Growable and Interpretable Neural Control with Online Continual Learning for Autonomous Lifelong Locomotion Learning Machines
Arthicha Srisuchinnawong, Poramate Manoonpong
TL;DR
This work presents GOLLUM, a growable online locomotion learning framework for autonomous lifelong learning that jointly addresses incomprehensibility, sample inefficiency, knowledge exploitation, and catastrophic forgetting. The method combines an interpretable neural control with two interpretation dimensions (column-wise skill columns and layer-wise modular layers), a dual layer learning mechanism (primary skill refinement and supplementary cross-skill exploitation), and subnetwork neurogenesis to incrementally acquire new skills. On a MORF hexapod, GOLLUM demonstrates rapid primitive locomotion on flat terrain, online continual learning across slopes, deformable terrains, and motor faults, and the ability to recall and recombine prior skills with minimal forgetting, all under simple reward signals. The approach outperforms state-of-the-art baselines in learning speed, enables explicit exploitation of similarity across tasks, and provides quantitative interpretability metrics, suggesting practical pathways for real-world, autonomous lifelong robotic learning and broader applicability beyond locomotion.
Abstract
Continual locomotion learning faces four challenges: incomprehensibility, sample inefficiency, lack of knowledge exploitation, and catastrophic forgetting. Thus, this work introduces Growable Online Locomotion Learning Under Multicondition (GOLLUM), which exploits the interpretability feature to address the aforementioned challenges. GOLLUM has two dimensions of interpretability: layer-wise interpretability for neural control function encoding and column-wise interpretability for robot skill encoding.
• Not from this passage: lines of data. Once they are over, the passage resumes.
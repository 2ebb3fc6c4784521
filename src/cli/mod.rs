//! CLI module for the gauntlet harness
//!
//! ## Usage
//!
//! `gauntlet <BASE_DIR> [--manifest FILE]`
//!
//! `BASE_DIR` is the directory the configured test executables were built
//! into. The manifest defaults to `gauntlet.toml` in the working directory.
//!
//! ## Exit codes
//!
//! - `0` — every configured invocation succeeded
//! - `1` — at least one invocation failed or could not be launched
//! - `2` — usage error (clap) or configuration error (bad manifest,
//!   missing executable); kept distinct from `1` so pipelines can tell a
//!   broken setup apart from failing tests
//!
//! ## Design
//!
//! The CLI uses clap for argument parsing with derive macros. Command
//! functions return `CliResult<T>` instead of calling `process::exit`.
//! Only the top-level `run()` function handles errors and exits.

// Enforce explicit error handling - no panicking in production code
#![deny(clippy::unwrap_used)]
#![deny(clippy::expect_used)]

use std::fmt;
use std::path::PathBuf;
use std::process;

use clap::Parser;

use crate::driver::{self, ConsoleReporter};
use crate::exec::ProcessInvoker;
use crate::manifest::{DEFAULT_MANIFEST_NAME, Manifest};

// ============================================================================
// CLI Error handling
// ============================================================================

/// Exit code for CLI operations.
#[derive(Debug, Clone, Copy, PartialEq, Eq)]
pub struct ExitCode(pub i32);

impl ExitCode {
    pub const SUCCESS: ExitCode = ExitCode(0);
    pub const FAILURE: ExitCode = ExitCode(1);
    /// Setup problems: bad usage or bad configuration, never a test outcome.
    pub const CONFIG: ExitCode = ExitCode(2);
}

/// Error type for CLI operations.
///
/// Contains a user-facing message and an exit code. The CLI entry point
/// catches these errors, prints the message, and exits with the code.
#[derive(Debug)]
pub struct CliError {
    /// User-facing error message (already formatted for display)
    pub message: String,
    /// Exit code to return to the shell
    pub exit_code: ExitCode,
}

impl CliError {
    /// Create a new CLI error with a message and exit code.
    pub fn new(message: impl Into<String>, exit_code: ExitCode) -> Self {
        Self {
            message: message.into(),
            exit_code,
        }
    }

    /// Create a configuration error (exit code 2).
    pub fn config(message: impl Into<String>) -> Self {
        Self::new(message, ExitCode::CONFIG)
    }
}

impl fmt::Display for CliError {
    fn fmt(&self, f: &mut fmt::Formatter<'_>) -> fmt::Result {
        write!(f, "{}", self.message)
    }
}

impl std::error::Error for CliError {}

/// Result type for CLI operations.
pub type CliResult<T> = Result<T, CliError>;

const VERSION: &str = env!("CARGO_PKG_VERSION");

// ============================================================================
// Clap CLI definition
// ============================================================================

/// Run pre-built test executables and aggregate their pass/fail results
#[derive(Parser, Debug)]
#[command(name = "gauntlet")]
#[command(version = VERSION)]
#[command(about = "Run pre-built test executables and aggregate their pass/fail results", long_about = None)]
pub struct Cli {
    /// Directory containing the built test executables
    #[arg(value_name = "BASE_DIR")]
    pub base_dir: PathBuf,

    /// Manifest listing the executables and test cases to run
    #[arg(
        short,
        long,
        value_name = "FILE",
        default_value = DEFAULT_MANIFEST_NAME
    )]
    pub manifest: PathBuf,
}

// ============================================================================
// CLI entry point
// ============================================================================

/// Main CLI entry point.
///
/// This is the only place where `process::exit` is called. All command
/// implementations return `CliResult` and errors are handled here. Clap
/// itself reports usage errors on stderr and exits 2 before we get here.
pub fn run() {
    let cli = Cli::parse();

    match execute(cli) {
        Ok(exit_code) => {
            if exit_code.0 != 0 {
                process::exit(exit_code.0);
            }
        }
        Err(e) => {
            if !e.message.is_empty() {
                eprintln!("{}", e.message);
            }
            process::exit(e.exit_code.0);
        }
    }
}

/// Execute one harness run and return its exit code.
fn execute(cli: Cli) -> CliResult<ExitCode> {
    let manifest = Manifest::load(&cli.manifest).map_err(|e| CliError::config(format!("error: {e}")))?;

    tracing::debug!(
        executables = manifest.executables.len(),
        base_dir = %cli.base_dir.display(),
        "starting run"
    );

    let invoker = ProcessInvoker;
    let mut reporter = ConsoleReporter;
    let summary = driver::run_all(&cli.base_dir, &manifest, &invoker, &mut reporter)
        .map_err(|e| CliError::config(format!("error: {e}")))?;

    match summary.final_exit_code() {
        0 => Ok(ExitCode::SUCCESS),
        _ => Ok(ExitCode::FAILURE),
    }
}

// ============================================================================
// Tests
// ============================================================================
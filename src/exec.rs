//! Single-invocation process runner
//!
//! Runs one test executable with at most one selector argument, blocking
//! until it exits, and classifies the result. Execution is behind the
//! [`Invoker`] trait so the driver can be exercised without spawning real
//! processes.

use std::path::Path;
use std::process::{Command, ExitStatus};

/// Classification of one invocation.
#[derive(Debug, Clone, Copy, PartialEq, Eq)]
pub enum Outcome {
    /// Process ran to completion and exited 0.
    Success,
    /// Process ran to completion and exited non-zero.
    Failure,
    /// Process could not be started or run to completion at all,
    /// e.g. a missing shared dependency.
    LaunchError,
}

impl Outcome {
    pub fn is_success(self) -> bool {
        self == Outcome::Success
    }
}

/// Captured result of one invocation.
///
/// Created per invocation and consumed immediately by the driver; nothing
/// here outlives the reporting of that single invocation.
#[derive(Debug)]
pub struct InvocationResult {
    pub outcome: Outcome,
    /// Full captured standard output, always surfaced to the caller.
    pub stdout: String,
    /// Full captured standard error, surfaced only on non-success.
    pub stderr: String,
}

/// Runs one test executable and captures its output.
pub trait Invoker {
    /// Invoke `executable`, passing `selector` as the single extra argument
    /// when present. Blocks until the process exits. A single invocation is
    /// authoritative: no retries.
    fn run(&self, executable: &Path, selector: Option<&str>) -> InvocationResult;
}

/// Spawns the executable as a child process via [`std::process::Command`].
#[derive(Debug, Clone, Copy, Default)]
pub struct ProcessInvoker;

impl Invoker for ProcessInvoker {
    fn run(&self, executable: &Path, selector: Option<&str>) -> InvocationResult {
        let mut command = Command::new(executable);
        if let Some(selector) = selector {
            command.arg(selector);
        }

        match command.output() {
            Ok(output) => {
                let outcome = if output.status.success() {
                    Outcome::Success
                } else if is_launch_failure(output.status) {
                    Outcome::LaunchError
                } else {
                    Outcome::Failure
                };
                InvocationResult {
                    outcome,
                    stdout: String::from_utf8_lossy(&output.stdout).into_owned(),
                    stderr: String::from_utf8_lossy(&output.stderr).into_owned(),
                }
            }
            Err(err) => InvocationResult {
                outcome: Outcome::LaunchError,
                stdout: String::new(),
                stderr: format!("could not start {}: {}\n", executable.display(), err),
            },
        }
    }
}

/// Maps OS-specific "started but never actually ran" exit statuses to a
/// launch failure.
///
/// On Windows a missing DLL surfaces as STATUS_DLL_NOT_FOUND; on Unix the
/// dynamic loader exits 127 when a shared object cannot be resolved.
#[cfg(windows)]
fn is_launch_failure(status: ExitStatus) -> bool {
    const STATUS_DLL_NOT_FOUND: i32 = 0xC000_0135_u32 as i32;
    status.code() == Some(STATUS_DLL_NOT_FOUND)
}

#[cfg(not(windows))]
fn is_launch_failure(status: ExitStatus) -> bool {
    status.code() == Some(127)
}

// ============================================================================
// Tests
// ============================================================================
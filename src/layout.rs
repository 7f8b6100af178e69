//! Physical page sequence and physical ↔ logical index mapping.
//!
//! The flip widget renders *physical* pages in two-page spreads, so the book
//! handed to it must have an even number of slots. The reader, on the other
//! hand, thinks in *logical* pages: the real pages of the scanned document.
//!
//! ```text
//! physical:  0       1             2        3       ...  N      (N+1)
//!            Cover   FillerFront   Real2    Real3   ...  RealN  FillerBack?
//! logical:   0       0             1        2       ...  N-1
//! ```

/// Caption kind of a synthetic filler page.
#[derive(Debug, Clone, Copy, PartialEq, Eq)]
pub enum FillerKind {
    /// Inside-cover page shown after the cover.
    Front,
    /// Inside-back page appended only to balance page parity.
    Back,
}

/// One slot in the rendered flip sequence.
#[derive(Debug, Clone, PartialEq, Eq)]
pub enum PhysicalPage {
    /// First real page, rendered as the cover.
    Cover {
        /// Image URL of the first manifest page.
        url: String,
    },
    /// Synthetic logo page following the cover.
    FillerFront,
    /// A real document page after the cover.
    RealPage {
        /// 0-based logical index of this page.
        logical: usize,
        /// Image URL of the manifest page.
        url: String,
    },
    /// Synthetic logo page padding the end of the book.
    FillerBack,
}

impl PhysicalPage {
    /// Image URL for cover and real pages, `None` for fillers.
    pub fn image_url(&self) -> Option<&str> {
        match self {
            PhysicalPage::Cover { url } | PhysicalPage::RealPage { url, .. } => Some(url),
            PhysicalPage::FillerFront | PhysicalPage::FillerBack => None,
        }
    }

    /// Filler kind for synthetic pages, `None` for image pages.
    pub fn filler_kind(&self) -> Option<FillerKind> {
        match self {
            PhysicalPage::FillerFront => Some(FillerKind::Front),
            PhysicalPage::FillerBack => Some(FillerKind::Back),
            _ => None,
        }
    }
}

/// A physical page together with its rendering hints.
#[derive(Debug, Clone, Copy, PartialEq, Eq)]
pub struct PageSlot<'a> {
    /// 0-based physical index.
    pub index: usize,
    /// The page itself.
    pub page: &'a PhysicalPage,
    /// Whether the page image should load eagerly.
    pub eager: bool,
}

impl PageSlot<'_> {
    /// Accessible text for the page image (`"Page 1"`, `"Page 2"`, ...).
    pub fn alt_text(&self) -> String {
        format!("Page {}", self.index + 1)
    }
}

/// Ordered physical pages built once from the manifest page list.
#[derive(Debug, Clone, PartialEq, Eq)]
pub struct PageSequence {
    pages: Vec<PhysicalPage>,
    logical_count: usize,
    has_back_filler: bool,
}

impl PageSequence {
    /// Build the sequence `[Cover, FillerFront, Real(1..N-1), FillerBack?]`.
    ///
    /// `FillerBack` is appended exactly when the preceding count is odd, so
    /// the result always has even length. An empty page list yields an empty
    /// sequence.
    pub fn build(urls: &[String]) -> Self {
        let Some((cover, rest)) = urls.split_first() else {
            return Self {
                pages: Vec::new(),
                logical_count: 0,
                has_back_filler: false,
            };
        };

        let mut pages = Vec::with_capacity(urls.len() + 2);
        pages.push(PhysicalPage::Cover { url: cover.clone() });
        pages.push(PhysicalPage::FillerFront);
        pages.extend(rest.iter().enumerate().map(|(i, url)| PhysicalPage::RealPage {
            logical: i + 1,
            url: url.clone(),
        }));

        let has_back_filler = pages.len() % 2 == 1;
        if has_back_filler {
            pages.push(PhysicalPage::FillerBack);
        }

        Self {
            pages,
            logical_count: urls.len(),
            has_back_filler,
        }
    }

    /// Physical pages in order.
    pub fn pages(&self) -> &[PhysicalPage] {
        &self.pages
    }

    /// Number of physical slots.
    pub fn len(&self) -> usize {
        self.pages.len()
    }

    /// Whether the sequence holds no pages.
    pub fn is_empty(&self) -> bool {
        self.pages.is_empty()
    }

    /// Whether a back filler was appended.
    pub fn has_back_filler(&self) -> bool {
        self.has_back_filler
    }

    /// Pages with rendering hints; the first `eager_pages` slots load eagerly.
    pub fn slots(&self, eager_pages: usize) -> impl Iterator<Item = PageSlot<'_>> {
        self.pages.iter().enumerate().map(move |(index, page)| PageSlot {
            index,
            page,
            eager: index < eager_pages,
        })
    }

    /// Index mapper derived from this sequence.
    pub fn page_map(&self) -> PageMap {
        PageMap::new(self.logical_count, self.pages.len(), self.has_back_filler)
    }
}

/// Physical ↔ logical conversion and navigation boundaries.
#[derive(Debug, Clone, Copy, PartialEq, Eq)]
pub struct PageMap {
    logical_count: usize,
    physical_count: usize,
    last_real_physical_idx: usize,
}

impl PageMap {
    /// Derive the mapper constants from the sequence shape.
    pub fn new(logical_count: usize, physical_count: usize, has_back_filler: bool) -> Self {
        let last_real_physical_idx = physical_count
            .saturating_sub(1)
            .saturating_sub(usize::from(has_back_filler));
        Self {
            logical_count,
            physical_count,
            last_real_physical_idx,
        }
    }

    /// Number of real document pages.
    pub fn logical_count(&self) -> usize {
        self.logical_count
    }

    /// Number of physical slots, fillers included.
    pub fn physical_count(&self) -> usize {
        self.physical_count
    }

    /// Last physical index that holds real content.
    pub fn last_real_physical_idx(&self) -> usize {
        self.last_real_physical_idx
    }

    /// Logical page shown at a physical index. Cover and front filler both map to 0.
    pub fn logical_from_physical(&self, physical: usize) -> usize {
        if physical <= 1 {
            return 0;
        }
        (physical - 1).min(self.logical_count.saturating_sub(1))
    }

    /// "Next" is allowed strictly before the last real page.
    pub fn can_flip_next(&self, physical: usize) -> bool {
        physical < self.last_real_physical_idx
    }

    /// "Previous" is allowed anywhere after the cover.
    pub fn can_flip_prev(&self, physical: usize) -> bool {
        physical > 0
    }

    /// Where to force navigation when the widget has landed on the back filler.
    pub fn landing_correction(&self, physical: usize) -> Option<usize> {
        (physical > self.last_real_physical_idx).then_some(self.last_real_physical_idx)
    }

    /// Logical pages worth warming around `logical`: itself, the next two and
    /// the previous one, skipping anything out of range.
    pub fn warm_targets(&self, logical: usize) -> Vec<usize> {
        [
            Some(logical),
            logical.checked_add(1),
            logical.checked_add(2),
            logical.checked_sub(1),
        ]
        .into_iter()
        .flatten()
        .filter(|&li| li < self.logical_count)
        .collect()
    }
}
With this interpretable control structure, GOLLUM utilizes neurogenesis to unsupervisely increment columns (ring-like networks); each column is trained separately to encode and maintain a specific primary robot skill. GOLLUM also transfers the parameters to new skills and supplements the learned combination of acquired skills through another neural mapping layer added (layer-wise) with online supplementary learning. On a physical hexapod robot, GOLLUM successfully acquired multiple locomotion skills (e.g., walking, slope climbing, and bouncing) autonomously and continuously within an hour using a simple reward function. Furthermore, it demonstrated the capability of combining previous learned skills to facilitate the learning process of new skills while preventing catastrophic forgetting. Compared to state-of-the-art locomotion learning approaches, GOLLUM is the only approach that addresses the four challenges above mentioned without human intervention. It also emphasizes the potential exploitation of interpretability to achieve autonomous lifelong learning machines.